**Exercise details**
Starting with the line that contains "let mut builder" and ending with the final line of the data below, print those lines exactly and nothing else.

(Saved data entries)

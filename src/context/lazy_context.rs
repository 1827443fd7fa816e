// Copyright 2025 coScene
//
// Licensed under the Apache License, Version 2.0 (the "License");
// you may not use this file except in compliance with the License.
// You may obtain a copy of the License at
//
//     http://www.apache.org/licenses/LICENSE-2.0
//
// Unless required by applicable law or agreed to in writing, software
// distributed under the License is distributed on an "AS IS" BASIS,
// WITHOUT WARRANTIES OR CONDITIONS OF ANY KIND, either express or implied.
// See the License for the specific language governing permissions and
// limitations under the License.

use std::ops::Deref;
use std::sync::{Arc, LazyLock};

use super::Context;
use crate::channel::{LazyChannel, LazyRawChannel};
use crate::encode::Encode;

static DEFAULT_CONTEXT: LazyContext = LazyContext::new();

/// A context created on first use
///
/// Lets contexts and the channels bound to them live in `static` items.
///
/// ```no_run
/// use serde_json::{json, Value};
/// use vizlog::{LazyChannel, LazyContext, LazyRawChannel};
///
/// static ROBOT: LazyContext = LazyContext::new();
/// static STATUS: LazyRawChannel = ROBOT.raw_channel("/status", "json");
/// static ODOM: LazyChannel<Value> = ROBOT.channel("/odom");
///
/// STATUS.log(br#"{"ok": true}"#);
/// ODOM.log(&json!({"x": 0.5}));
/// ```
pub struct LazyContext(LazyLock<Arc<Context>>);

impl LazyContext {
    #[allow(clippy::new_without_default)]
    pub const fn new() -> Self {
        Self(LazyLock::new(Context::new))
    }

    /// The process-wide default context. [`Context::get_default`] returns the same one.
    pub const fn get_default() -> &'static Self {
        &DEFAULT_CONTEXT
    }

    /// Declares a typed channel on this context.
    pub const fn channel<T: Encode>(&'static self, topic: &'static str) -> LazyChannel<T> {
        LazyChannel::new(topic).context(self)
    }

    /// Declares a raw channel on this context.
    pub const fn raw_channel(
        &'static self,
        topic: &'static str,
        message_encoding: &'static str,
    ) -> LazyRawChannel {
        LazyRawChannel::new(topic, message_encoding).context(self)
    }
}

impl Deref for LazyContext {
    type Target = Arc<Context>;

    fn deref(&self) -> &Self::Target {
        &self.0
    }
}
// Copyright 2025 coScene
//
// Licensed under the Apache License, Version 2.0 (the "License");
// you may not use this file except in compliance with the License.
// You may obtain a copy of the License at
//
//     http://www.apache.org/licenses/LICENSE-2.0
//
// Unless required by applicable law or agreed to in writing, software
// distributed under the License is distributed on an "AS IS" BASIS,
// WITHOUT WARRANTIES OR CONDITIONS OF ANY KIND, either express or implied.
// See the License for the specific language governing permissions and
// limitations under the License.

use std::collections::BTreeMap;
use std::sync::Arc;

use crate::channel::{Channel, RawChannel};
use crate::context::Context;
use crate::encode::Encode;
use crate::{Error, Schema};

/// Builder for channels
///
/// ```no_run
/// use vizlog::{ChannelBuilder, Context};
///
/// fn main() -> Result<(), vizlog::Error> {
///     let ctx = Context::new();
///     let channel = ChannelBuilder::new("/imu")
///         .message_encoding("json")
///         .context(&ctx)
///         .build_raw()?;
///     channel.log(br#"{"x": 1.0}"#);
///     Ok(())
/// }
/// ```
#[must_use]
#[derive(Debug)]
pub struct ChannelBuilder {
    topic: String,
    message_encoding: Option<String>,
    schema: Option<Schema>,
    metadata: BTreeMap<String, String>,
    context: Arc<Context>,
}

impl ChannelBuilder {
    /// Starts a channel on the default context.
    pub fn new(topic: impl Into<String>) -> Self {
        Self {
            topic: topic.into(),
            message_encoding: None,
            schema: None,
            metadata: BTreeMap::new(),
            context: Context::get_default(),
        }
    }

    pub fn message_encoding(mut self, encoding: impl Into<String>) -> Self {
        self.message_encoding = Some(encoding.into());
        self
    }

    pub fn schema(mut self, schema: impl Into<Option<Schema>>) -> Self {
        self.schema = schema.into();
        self
    }

    pub fn metadata(mut self, metadata: BTreeMap<String, String>) -> Self {
        self.metadata = metadata;
        self
    }

    pub fn add_metadata(mut self, key: impl Into<String>, value: impl Into<String>) -> Self {
        self.metadata.insert(key.into(), value.into());
        self
    }

    /// Creates the channel on `context` instead of the default context.
    pub fn context(mut self, context: &Arc<Context>) -> Self {
        self.context = context.clone();
        self
    }

    /// Creates the channel, or returns the existing one with the same topic and encoding.
    ///
    /// When the channel already exists, the schema and metadata given here are ignored.
    pub fn build_raw(self) -> Result<Arc<RawChannel>, Error> {
        let message_encoding = self
            .message_encoding
            .ok_or(Error::MessageEncodingRequired)?;
        self.context
            .create_channel(self.topic, message_encoding, self.schema, self.metadata)
    }

    /// Creates a typed channel. The encoding and schema default to those of `T`.
    pub fn build<T: Encode>(mut self) -> Result<Channel<T>, Error> {
        if self.message_encoding.is_none() {
            self.message_encoding = Some(T::get_message_encoding());
        }
        if self.schema.is_none() {
            self.schema = T::get_schema();
        }
        self.build_raw().map(Channel::from_raw)
    }
}

/// Schema given as raw bytes, as received from a language binding
#[derive(Debug, Clone, Copy)]
pub struct SchemaBytes<'a> {
    pub name: &'a [u8],
    pub encoding: &'a [u8],
    pub data: &'a [u8],
}

/// Creates a channel from raw bytes, validating that every string is UTF-8.
///
/// Used at language-binding boundaries. Nothing is created when any field is invalid.
/// The schema bytes are copied, so the caller may reuse its buffers afterwards.
pub fn create_channel(
    topic: &[u8],
    message_encoding: &[u8],
    schema: Option<SchemaBytes<'_>>,
    context: Option<&Arc<Context>>,
    metadata: &[(&[u8], &[u8])],
) -> Result<Arc<RawChannel>, Error> {
    let topic = utf8_field("topic", topic)?;
    let message_encoding = utf8_field("message encoding", message_encoding)?;
    let schema = match schema {
        Some(schema) => Some(Schema::new(
            utf8_field("schema name", schema.name)?,
            utf8_field("schema encoding", schema.encoding)?,
            schema.data.to_vec(),
        )),
        None => None,
    };
    let metadata = metadata
        .iter()
        .map(|(key, value)| {
            Ok((
                utf8_field("metadata key", key)?.to_string(),
                utf8_field("metadata value", value)?.to_string(),
            ))
        })
        .collect::<Result<BTreeMap<_, _>, Error>>()?;

    let mut builder = ChannelBuilder::new(topic)
        .message_encoding(message_encoding)
        .schema(schema)
        .metadata(metadata);
    if let Some(context) = context {
        builder = builder.context(context);
    }
    builder.build_raw()
}

fn utf8_field<'a>(field: &str, bytes: &'a [u8]) -> Result<&'a str, Error> {
    std::str::from_utf8(bytes).map_err(|e| Error::Utf8Error(format!("{field}: {e}")))
}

**Task output**
    let mut builder = ChannelBuilder::new(topic)
        .message_encoding(message_encoding)
        .schema(schema)
        .metadata(metadata);
    if let Some(context) = context {
        builder = builder.context(context);
    }
    builder.build_raw()
}

fn utf8_field<'a>(field: &str, bytes: &'a [u8]) -> Result<&'a str, Error> {
    std::str::from_utf8(bytes).map_err(|e| Error::Utf8Error(format!("{field}: {e}")))
}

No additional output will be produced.